By this time the automobile had reached the hotel. Miss Sallie led the way to the dining room and they formed rather a weak-kneed procession, for they were beginning to experience that all-gone feeling that comes after a fright.
The luncheon hamper full of good things had been carried back into the hotel, since there had been neither time nor opportunity for the picnic party the girls had planned.
“I think a little food is what we really need, now,” exclaimed Ruth. “Cheer up, Mollie and Grace. Bab, smile for the ladies. It’s all over. Here we are, safe, and we are going to have a beautiful time at Major Ten Eyck’s. Please, dear friends, don’t begin to take this gloomy view of life. As for the anarchist person who attacked us in the woods, you may depend upon it that he and his friends are so frightened they will be running in an opposite direction from Tarrytown for another week. As for the foreign young man who stepped up to the rescue, he should certainly be thanked.”
Ruth had by nature a happy temperament. She quickly threw off small troubles, and depression in others made her really unhappy.
“It was truly a daring deed,” replied Barbara, “and all the more daring considering that the tramp would have made about two of the cyclist. But the blow he gave was as swift and sure as a prize fighter’s.”

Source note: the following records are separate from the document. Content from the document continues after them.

//! Mesh instances.
//!
//! An instance is one placement of an asset in the world: a model matrix,
//! a visibility flag and a render id used for picking. It mirrors the loading
//! state of its asset and, once the asset is Loaded, caches one pipeline bind
//! state per submesh.

use glam::Mat4;
use crate::error::Result;
use crate::{engine_bail, engine_debug};
use crate::registry::{BindStateHandle, PipelineHandle, PipelineRegistry};
use crate::utils::Handle;
use super::asset::{LoadingState, MeshAssetHandle};
use super::bounds::BoundingSphere;
use super::mesh_cache::{lock, MeshCache, LOG_SOURCE};

/// Handle to a mesh instance
pub type MeshInstanceHandle = Handle<MeshInstance>;

// ===== SUBMESH STATE =====

/// Cached pipeline binding of one submesh of one instance
#[derive(Debug, Clone, Copy, PartialEq)]
pub struct MeshSubmeshInstanceState {
    pub(crate) pipeline: PipelineHandle,
    pub(crate) bind_state: Option<BindStateHandle>,
    pub(crate) dirty: bool,
}

impl Default for MeshSubmeshInstanceState {
    fn default() -> Self {
        Self {
            pipeline: PipelineHandle::INVALID,
            bind_state: None,
            dirty: true,
        }
    }
}

impl MeshSubmeshInstanceState {
    /// Pipeline the bind state was created for
    pub fn pipeline(&self) -> PipelineHandle {
        self.pipeline
    }

    pub fn bind_state(&self) -> Option<BindStateHandle> {
        self.bind_state
    }

    /// Whether the next refresh must rebuild the bind state
    pub fn is_dirty(&self) -> bool {
        self.dirty
    }
}

// ===== INSTANCE =====

/// One placed occurrence of a mesh asset
#[derive(Debug, Clone)]
pub struct MeshInstance {
    pub(crate) handle: MeshInstanceHandle,
    pub(crate) asset: MeshAssetHandle,
    pub(crate) model: Mat4,
    pub(crate) render_id: u32,
    pub(crate) visible: bool,
    pub(crate) state: LoadingState,
    pub(crate) world_sphere: Option<BoundingSphere>,
    pub(crate) submesh_states: Vec<MeshSubmeshInstanceState>,
}

impl MeshInstance {
    pub fn handle(&self) -> MeshInstanceHandle {
        self.handle
    }

    pub fn asset(&self) -> MeshAssetHandle {
        self.asset
    }

    pub fn model(&self) -> &Mat4 {
        &self.model
    }

    /// Id written to the picking buffer
    pub fn render_id(&self) -> u32 {
        self.render_id
    }

    pub fn is_visible(&self) -> bool {
        self.visible
    }

    /// Loading state mirrored from the asset
    pub fn state(&self) -> LoadingState {
        self.state
    }

    /// World-space bounding sphere, None until the asset is Loaded
    pub fn world_sphere(&self) -> Option<&BoundingSphere> {
        self.world_sphere.as_ref()
    }

    pub fn submesh_states(&self) -> &[MeshSubmeshInstanceState] {
        &self.submesh_states
    }

    /// Number of submeshes currently holding a bind state
    pub fn bound_state_count(&self) -> usize {
        self.submesh_states.iter().filter(|s| s.bind_state.is_some()).count()
    }

    /// Switch to Loaded: one dirty state per submesh and fresh world bounds
    pub(crate) fn attach_loaded(&mut self, submesh_count: usize, local_sphere: Option<&BoundingSphere>) {
        self.submesh_states = vec![MeshSubmeshInstanceState::default(); submesh_count];
        self.world_sphere = local_sphere.map(|sphere| sphere.transformed(&self.model));
        self.state = LoadingState::Loaded;
    }

    /// Give every bind state back to the pipeline registry and drop the array
    pub(crate) fn release_bind_states(&mut self, pipelines: &mut dyn PipelineRegistry) {
        for state in self.submesh_states.drain(..) {
            if let Some(bind_state) = state.bind_state {
                pipelines.release_instance_state(state.pipeline, bind_state);
            }
        }
    }
}

fn is_finite_matrix(model: &Mat4) -> bool {
    model.to_cols_array().iter().all(|v| v.is_finite())
}

// ===== CACHE OPERATIONS =====

impl MeshCache {
    /// Place an instance of `asset`.
    ///
    /// The asset is pumped once first. A Failed asset rejects the creation with
    /// its recorded error; a Pending asset yields a Pending instance that the
    /// resolution pump completes later.
    pub fn create_instance(
        &mut self,
        asset: MeshAssetHandle,
        model: Mat4,
        render_id: u32,
        visible: bool,
    ) -> Result<MeshInstanceHandle> {
        let state = self.pump_asset(asset)?;
        if state == LoadingState::Failed {
            let error = self.assets.get(asset)?.last_error.clone();
            return Err(error.unwrap_or_else(|| crate::engine_err!(LOG_SOURCE, ResourceCreationFailed,
                "create_instance: asset {:?} failed to load", asset)));
        }
        if !is_finite_matrix(&model) {
            engine_bail!(LOG_SOURCE, InvalidParameter,
                "create_instance: model matrix contains non-finite values");
        }

        let asset_entry = self.assets.get(asset)?;
        let submesh_count = asset_entry.submeshes.len();
        let local_sphere = asset_entry.local_sphere;

        let handle = self.instances.insert_with(|handle| {
            let mut instance = MeshInstance {
                handle,
                asset,
                model,
                render_id,
                visible,
                state,
                world_sphere: None,
                submesh_states: Vec::new(),
            };
            if state == LoadingState::Loaded {
                instance.attach_loaded(submesh_count, local_sphere.as_ref());
            }
            instance
        })?;

        let asset_entry = self.assets.get_mut(asset)?;
        asset_entry.ref_count += 1;
        asset_entry.instance_refs += 1;
        Ok(handle)
    }

    /// Destroy an instance, releasing its bind states and its asset reference.
    ///
    /// Nothing is changed when the instance or its asset is not live.
    pub fn destroy_instance(&mut self, handle: MeshInstanceHandle) -> Result<()> {
        let asset = self.instances.get(handle)?.asset;
        self.assets.get(asset)?;

        let mut instance = self.instances.remove(handle)?;
        instance.release_bind_states(&mut *lock(&self.pipelines));
        self.drop_reference(asset, true);
        Ok(())
    }

    // ===== INSTANCE MUTATION =====

    /// Move an instance; world bounds follow when the asset is Loaded
    pub fn set_instance_transform(&mut self, handle: MeshInstanceHandle, model: Mat4) -> Result<()> {
        if !is_finite_matrix(&model) {
            engine_bail!(LOG_SOURCE, InvalidParameter,
                "set_instance_transform: model matrix contains non-finite values");
        }
        let asset = self.instances.get(handle)?.asset;
        let local_sphere = self.assets.get(asset).ok().and_then(|a| a.local_sphere);

        let instance = self.instances.get_mut(handle)?;
        instance.model = model;
        if instance.state == LoadingState::Loaded {
            instance.world_sphere = local_sphere.map(|sphere| sphere.transformed(&model));
        }
        Ok(())
    }

    pub fn set_instance_visible(&mut self, handle: MeshInstanceHandle, visible: bool) -> Result<()> {
        self.instances.get_mut(handle)?.visible = visible;
        Ok(())
    }

    pub fn set_instance_render_id(&mut self, handle: MeshInstanceHandle, render_id: u32) -> Result<()> {
        self.instances.get_mut(handle)?.render_id = render_id;
        Ok(())
    }

    // ===== PIPELINE BIND STATE =====

    /// Make submesh `submesh_index` of `handle` bound to `desired`.
    ///
    /// Returns `Ok(false)` when the cached state already matches (the cheap
    /// per-frame path), `Ok(true)` when a new bind state was created. The new
    /// state is acquired before the old one is released, so a failed acquire
    /// leaves the previous binding in place.
    pub fn refresh_pipeline(
        &mut self,
        handle: MeshInstanceHandle,
        submesh_index: usize,
        desired: PipelineHandle,
    ) -> Result<bool> {
        if !desired.is_valid() {
            engine_bail!(LOG_SOURCE, InvalidParameter, "refresh_pipeline: invalid pipeline handle");
        }
        let instance = self.instances.get_mut(handle)?;
        if instance.state != LoadingState::Loaded {
            engine_bail!(LOG_SOURCE, ResourceNotLoaded,
                "refresh_pipeline: instance {:?} is {:?}", handle, instance.state);
        }
        let submesh_count = instance.submesh_states.len();
        let Some(state) = instance.submesh_states.get_mut(submesh_index) else {
            engine_bail!(LOG_SOURCE, InvalidParameter,
                "refresh_pipeline: submesh {} out of range ({} submeshes)", submesh_index, submesh_count);
        };

        if state.pipeline == desired && state.bind_state.is_some() && !state.dirty {
            return Ok(false);
        }

        let mut pipelines = lock(&self.pipelines);
        let bind_state = pipelines.acquire_instance_state(desired)?;
        if let Some(old) = state.bind_state.take() {
            pipelines.release_instance_state(state.pipeline, old);
        }
        state.pipeline = desired;
        state.bind_state = Some(bind_state);
        state.dirty = false;
        Ok(true)
    }

    /// Mark every bind state created for `pipeline` dirty; returns how many
    pub fn invalidate_pipeline(&mut self, pipeline: PipelineHandle) -> usize {
        let mut count = 0;
        for handle in self.instances.handles() {
            let Ok(instance) = self.instances.get_mut(handle) else {
                continue;
            };
            for state in instance.submesh_states.iter_mut() {
                if state.pipeline == pipeline && state.bind_state.is_some() {
                    state.dirty = true;
                    count += 1;
                }
            }
        }
        if count > 0 {
            engine_debug!(LOG_SOURCE, "Pipeline {:?} invalidated, {} bind state(s) dirty", pipeline, count);
        }
        count
    }

    // ===== INSTANCE QUERIES =====

    pub fn instance(&self, handle: MeshInstanceHandle) -> Result<&MeshInstance> {
        self.instances.get(handle)
    }

    pub fn instance_count(&self) -> u32 {
        self.instances.len()
    }

    /// Handles of every live instance
    pub fn live_instance_handles(&self) -> Vec<MeshInstanceHandle> {
        self.instances.handles()
    }

    /// Dense iteration over live instances
    pub fn instances(&self) -> impl Iterator<Item = &MeshInstance> + '_ {
        self.instances.iter().map(|(_, instance)| instance)
    }

    /// Instances the renderer should draw this frame (visible and Loaded)
    pub fn visible_ready_instances(&self) -> impl Iterator<Item = &MeshInstance> + '_ {
        self.instances()
            .filter(|instance| instance.visible && instance.state == LoadingState::Loaded)
    }

    /// Total bind states held across all instances
    pub fn bound_state_count(&self) -> usize {
        self.instances().map(MeshInstance::bound_state_count).sum()
    }
}

#[cfg(test)]
#[path = "instance_tests.rs"]
mod tests;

“Did you notice that the poor woman was rather pretty?” commented Mollie.
“My dear child,” cried Miss Sallie, “I really believe you would notice people’s looks on the way to your own execution. Now, for my part, I could not see anything. I was almost too frightened to breathe. I felt that I should faint at any moment.”

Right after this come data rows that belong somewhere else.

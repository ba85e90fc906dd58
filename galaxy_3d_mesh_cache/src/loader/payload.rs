/// Decoded mesh payload shapes.
///
/// A loader returns either a list of independent subsets (one geometry each)
/// or a single merged vertex/index buffer sliced into index ranges. The cache
/// branches once on the variant and shares the rest of the submesh building.

use crate::mesh::{BoundingBox, PipelineDomain};
use crate::registry::{GeometryData, MaterialHandle};

/// Decoded mesh
#[derive(Debug, Clone)]
pub enum MeshPayload {
    /// One geometry per submesh
    Subsets(Vec<MeshSubset>),
    /// One shared buffer, submeshes are index ranges into it
    Merged {
        buffer: GeometryData,
        ranges: Vec<SubmeshRange>,
    },
}

impl MeshPayload {
    /// Number of submeshes the payload describes
    pub fn submesh_count(&self) -> usize {
        match self {
            MeshPayload::Subsets(subsets) => subsets.len(),
            MeshPayload::Merged { ranges, .. } => ranges.len(),
        }
    }
}

/// A standalone submesh with its own geometry
#[derive(Debug, Clone)]
pub struct MeshSubset {
    pub geometry: GeometryData,
    /// Material already resolved by the loader (the cache takes its own reference)
    pub material: Option<MaterialHandle>,
    pub shader_override: String,
    pub domain: PipelineDomain,
}

/// An index range inside a merged buffer
#[derive(Debug, Clone)]
pub struct SubmeshRange {
    pub first_index: u32,
    pub index_count: u32,
    pub vertex_offset: i32,
    /// Material name, resolved through the material registry
    pub material: Option<String>,
    pub shader_override: String,
    pub domain: PipelineDomain,
    pub bounds: BoundingBox,
}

“Why, Aunt Sallie, you are more frightened now than you were then,” exclaimed her niece. “You were as calm as the night. As for Grace, she looked like a scared rabbit. Mollie, darling, I’m glad you had the presence of mind to scream. If you hadn’t Aunt Sallie and the motor cyclist might have looked for us in vain.”
While she was speaking the cyclist came into the dining-room.
As soon as Miss Stuart saw him she rose from the table in her most stately manner and walked over to meet him.